## Task details
Each of the lines below must be written out exactly as shown.

----- The input

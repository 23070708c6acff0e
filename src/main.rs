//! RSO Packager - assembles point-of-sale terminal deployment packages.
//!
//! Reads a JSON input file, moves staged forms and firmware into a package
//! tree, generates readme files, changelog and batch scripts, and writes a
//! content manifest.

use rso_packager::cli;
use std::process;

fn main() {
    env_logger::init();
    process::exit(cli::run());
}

----------

## Result of this task
repository 23070708c6acff0e
filename src/main.rs
//! RSO Packager - assembles point-of-sale terminal deployment packages.
//!
//! Reads a JSON input file, moves staged forms and firmware into a package
//! tree, generates readme files, changelog and batch scripts, and writes a
//! content manifest.

use rso_packager::cli;
use std::process;

fn main() {
    env_logger::init();
    process::exit(cli::run());
}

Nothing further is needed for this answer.